### WHAT YOU WILL DO
Among the entries below, please repeat exactly and only the lines from the line containing "filename src/utils/math/vector/mod.rs" to the line containing "if let Some(last)", both lines included.

BEGIN DATA PROVIDED

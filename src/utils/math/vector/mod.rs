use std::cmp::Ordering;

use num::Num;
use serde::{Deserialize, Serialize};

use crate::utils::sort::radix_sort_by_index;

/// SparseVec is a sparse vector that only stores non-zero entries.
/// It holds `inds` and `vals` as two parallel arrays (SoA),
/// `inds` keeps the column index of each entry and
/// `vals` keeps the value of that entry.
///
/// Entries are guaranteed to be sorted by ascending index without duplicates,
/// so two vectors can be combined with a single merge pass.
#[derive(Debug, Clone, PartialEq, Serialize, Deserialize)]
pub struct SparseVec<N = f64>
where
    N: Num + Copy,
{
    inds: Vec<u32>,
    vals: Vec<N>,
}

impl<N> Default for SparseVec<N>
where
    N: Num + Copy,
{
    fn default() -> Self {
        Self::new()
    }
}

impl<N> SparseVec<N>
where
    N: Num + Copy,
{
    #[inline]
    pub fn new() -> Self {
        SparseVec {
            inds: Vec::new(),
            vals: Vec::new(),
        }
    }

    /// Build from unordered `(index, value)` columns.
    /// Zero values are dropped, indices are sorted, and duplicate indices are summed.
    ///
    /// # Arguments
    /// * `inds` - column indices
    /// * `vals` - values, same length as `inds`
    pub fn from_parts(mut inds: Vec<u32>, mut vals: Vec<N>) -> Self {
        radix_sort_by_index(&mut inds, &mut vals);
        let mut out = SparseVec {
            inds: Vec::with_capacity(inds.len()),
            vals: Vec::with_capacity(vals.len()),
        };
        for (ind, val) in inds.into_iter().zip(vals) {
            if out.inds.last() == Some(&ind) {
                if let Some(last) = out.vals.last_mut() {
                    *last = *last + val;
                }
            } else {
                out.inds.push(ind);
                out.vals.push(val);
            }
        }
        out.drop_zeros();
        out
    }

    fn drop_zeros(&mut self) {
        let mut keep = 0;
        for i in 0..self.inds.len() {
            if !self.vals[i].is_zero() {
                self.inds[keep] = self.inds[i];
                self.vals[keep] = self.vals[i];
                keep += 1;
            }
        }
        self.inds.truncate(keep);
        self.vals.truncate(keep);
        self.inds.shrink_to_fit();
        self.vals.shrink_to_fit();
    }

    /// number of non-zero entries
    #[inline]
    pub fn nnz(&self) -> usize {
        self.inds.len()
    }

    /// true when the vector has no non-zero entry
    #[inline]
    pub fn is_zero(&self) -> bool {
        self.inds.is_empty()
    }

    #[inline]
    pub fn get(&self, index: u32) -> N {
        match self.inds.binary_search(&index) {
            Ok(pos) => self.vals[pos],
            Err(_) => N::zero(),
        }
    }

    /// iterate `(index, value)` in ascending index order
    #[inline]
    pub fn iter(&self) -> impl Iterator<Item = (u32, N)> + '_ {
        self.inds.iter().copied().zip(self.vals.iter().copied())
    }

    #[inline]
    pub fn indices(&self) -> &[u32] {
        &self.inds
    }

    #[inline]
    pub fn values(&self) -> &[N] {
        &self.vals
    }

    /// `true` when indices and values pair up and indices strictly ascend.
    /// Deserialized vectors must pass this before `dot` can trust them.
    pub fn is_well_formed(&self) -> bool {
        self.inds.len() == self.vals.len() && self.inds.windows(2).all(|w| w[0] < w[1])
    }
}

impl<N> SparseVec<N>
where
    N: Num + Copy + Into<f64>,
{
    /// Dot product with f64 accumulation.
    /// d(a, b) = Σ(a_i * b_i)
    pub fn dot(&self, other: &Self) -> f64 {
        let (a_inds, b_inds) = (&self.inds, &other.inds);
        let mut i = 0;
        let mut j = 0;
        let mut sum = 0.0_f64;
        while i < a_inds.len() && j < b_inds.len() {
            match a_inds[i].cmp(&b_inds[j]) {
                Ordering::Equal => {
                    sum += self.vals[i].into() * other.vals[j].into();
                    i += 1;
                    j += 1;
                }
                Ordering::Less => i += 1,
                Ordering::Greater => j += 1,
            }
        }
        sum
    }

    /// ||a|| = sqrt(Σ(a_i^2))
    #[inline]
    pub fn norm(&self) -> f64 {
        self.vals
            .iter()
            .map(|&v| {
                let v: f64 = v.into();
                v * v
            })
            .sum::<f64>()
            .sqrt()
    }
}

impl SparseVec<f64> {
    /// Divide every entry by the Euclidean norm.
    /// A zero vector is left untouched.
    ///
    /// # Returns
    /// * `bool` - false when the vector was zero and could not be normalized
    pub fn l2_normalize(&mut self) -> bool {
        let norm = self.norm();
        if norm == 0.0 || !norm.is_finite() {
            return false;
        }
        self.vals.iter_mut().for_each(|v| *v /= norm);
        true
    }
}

END DATA PROVIDED
BEGIN DATA PROVIDED

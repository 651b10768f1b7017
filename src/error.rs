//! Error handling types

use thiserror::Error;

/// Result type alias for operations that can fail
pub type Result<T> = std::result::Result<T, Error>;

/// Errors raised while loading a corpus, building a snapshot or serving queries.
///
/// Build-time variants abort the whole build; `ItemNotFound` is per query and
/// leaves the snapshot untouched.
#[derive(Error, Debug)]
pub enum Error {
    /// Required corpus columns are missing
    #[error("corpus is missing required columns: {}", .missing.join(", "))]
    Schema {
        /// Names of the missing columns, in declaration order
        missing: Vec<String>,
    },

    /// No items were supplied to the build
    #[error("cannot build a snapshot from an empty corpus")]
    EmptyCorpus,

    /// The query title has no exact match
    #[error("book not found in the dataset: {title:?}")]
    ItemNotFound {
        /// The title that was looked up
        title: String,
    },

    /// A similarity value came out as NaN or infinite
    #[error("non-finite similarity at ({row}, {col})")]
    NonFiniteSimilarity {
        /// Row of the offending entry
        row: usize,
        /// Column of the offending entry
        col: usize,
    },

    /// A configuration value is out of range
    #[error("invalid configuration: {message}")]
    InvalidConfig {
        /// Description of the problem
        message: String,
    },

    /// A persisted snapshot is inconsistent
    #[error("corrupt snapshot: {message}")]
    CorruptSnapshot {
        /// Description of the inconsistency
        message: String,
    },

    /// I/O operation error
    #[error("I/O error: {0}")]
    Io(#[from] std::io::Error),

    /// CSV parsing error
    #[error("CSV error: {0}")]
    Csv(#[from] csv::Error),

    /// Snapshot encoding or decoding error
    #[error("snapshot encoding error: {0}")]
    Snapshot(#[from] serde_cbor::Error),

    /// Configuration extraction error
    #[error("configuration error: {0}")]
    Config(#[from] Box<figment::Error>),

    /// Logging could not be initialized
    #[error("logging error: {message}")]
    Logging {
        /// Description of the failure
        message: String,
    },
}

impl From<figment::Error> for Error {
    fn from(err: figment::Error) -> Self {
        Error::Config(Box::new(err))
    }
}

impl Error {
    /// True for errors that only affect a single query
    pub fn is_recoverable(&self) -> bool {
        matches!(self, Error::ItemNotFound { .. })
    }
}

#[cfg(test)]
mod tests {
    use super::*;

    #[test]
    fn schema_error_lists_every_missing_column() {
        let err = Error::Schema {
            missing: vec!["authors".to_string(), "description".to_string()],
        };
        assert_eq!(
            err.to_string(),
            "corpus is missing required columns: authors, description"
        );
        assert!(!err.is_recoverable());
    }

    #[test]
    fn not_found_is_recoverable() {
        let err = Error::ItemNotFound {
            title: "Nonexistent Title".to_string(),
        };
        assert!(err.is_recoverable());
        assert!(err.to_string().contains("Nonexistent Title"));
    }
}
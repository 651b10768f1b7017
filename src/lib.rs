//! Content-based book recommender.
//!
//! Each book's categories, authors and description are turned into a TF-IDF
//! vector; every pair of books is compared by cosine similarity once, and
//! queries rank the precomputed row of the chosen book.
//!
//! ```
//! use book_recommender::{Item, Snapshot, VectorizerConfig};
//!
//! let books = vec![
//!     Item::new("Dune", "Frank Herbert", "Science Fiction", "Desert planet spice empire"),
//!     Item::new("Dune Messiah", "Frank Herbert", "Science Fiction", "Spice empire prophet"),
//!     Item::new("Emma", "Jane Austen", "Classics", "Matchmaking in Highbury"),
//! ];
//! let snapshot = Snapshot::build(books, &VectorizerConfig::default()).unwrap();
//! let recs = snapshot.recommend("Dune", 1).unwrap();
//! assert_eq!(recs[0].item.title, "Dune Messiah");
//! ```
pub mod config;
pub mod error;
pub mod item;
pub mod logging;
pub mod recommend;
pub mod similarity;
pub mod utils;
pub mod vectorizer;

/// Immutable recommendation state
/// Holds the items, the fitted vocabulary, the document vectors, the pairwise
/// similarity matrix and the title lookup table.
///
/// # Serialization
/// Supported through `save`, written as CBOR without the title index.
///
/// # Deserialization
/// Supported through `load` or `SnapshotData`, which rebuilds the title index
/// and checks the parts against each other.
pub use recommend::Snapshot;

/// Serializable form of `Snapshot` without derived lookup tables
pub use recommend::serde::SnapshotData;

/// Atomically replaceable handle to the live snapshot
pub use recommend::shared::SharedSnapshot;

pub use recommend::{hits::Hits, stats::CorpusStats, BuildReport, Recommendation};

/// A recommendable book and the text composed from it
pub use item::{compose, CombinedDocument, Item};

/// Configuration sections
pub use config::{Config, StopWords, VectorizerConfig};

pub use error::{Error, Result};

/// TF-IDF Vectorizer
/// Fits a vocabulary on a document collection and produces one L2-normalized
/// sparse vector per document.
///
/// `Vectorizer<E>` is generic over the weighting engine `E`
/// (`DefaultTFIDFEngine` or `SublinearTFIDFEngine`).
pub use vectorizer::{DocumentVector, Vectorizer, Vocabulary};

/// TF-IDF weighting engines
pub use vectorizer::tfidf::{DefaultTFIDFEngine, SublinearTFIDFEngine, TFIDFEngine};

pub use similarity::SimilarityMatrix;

END DATA PROVIDED

### SOLUTION TO THIS TASK
filename src/utils/math/vector/mod.rs
use std::cmp::Ordering;

use num::Num;
use serde::{Deserialize, Serialize};

use crate::utils::sort::radix_sort_by_index;

/// SparseVec is a sparse vector that only stores non-zero entries.
/// It holds `inds` and `vals` as two parallel arrays (SoA),
/// `inds` keeps the column index of each entry and
/// `vals` keeps the value of that entry.
///
/// Entries are guaranteed to be sorted by ascending index without duplicates,
/// so two vectors can be combined with a single merge pass.
#[derive(Debug, Clone, PartialEq, Serialize, Deserialize)]
pub struct SparseVec<N = f64>
where
    N: Num + Copy,
{
    inds: Vec<u32>,
    vals: Vec<N>,
}

impl<N> Default for SparseVec<N>
where
    N: Num + Copy,
{
    fn default() -> Self {
        Self::new()
    }
}

impl<N> SparseVec<N>
where
    N: Num + Copy,
{
    #[inline]
    pub fn new() -> Self {
        SparseVec {
            inds: Vec::new(),
            vals: Vec::new(),
        }
    }

    /// Build from unordered `(index, value)` columns.
    /// Zero values are dropped, indices are sorted, and duplicate indices are summed.
    ///
    /// # Arguments
    /// * `inds` - column indices
    /// * `vals` - values, same length as `inds`
    pub fn from_parts(mut inds: Vec<u32>, mut vals: Vec<N>) -> Self {
        radix_sort_by_index(&mut inds, &mut vals);
        let mut out = SparseVec {
            inds: Vec::with_capacity(inds.len()),
            vals: Vec::with_capacity(vals.len()),
        };
        for (ind, val) in inds.into_iter().zip(vals) {
            if out.inds.last() == Some(&ind) {
                if let Some(last) = out.vals.last_mut() {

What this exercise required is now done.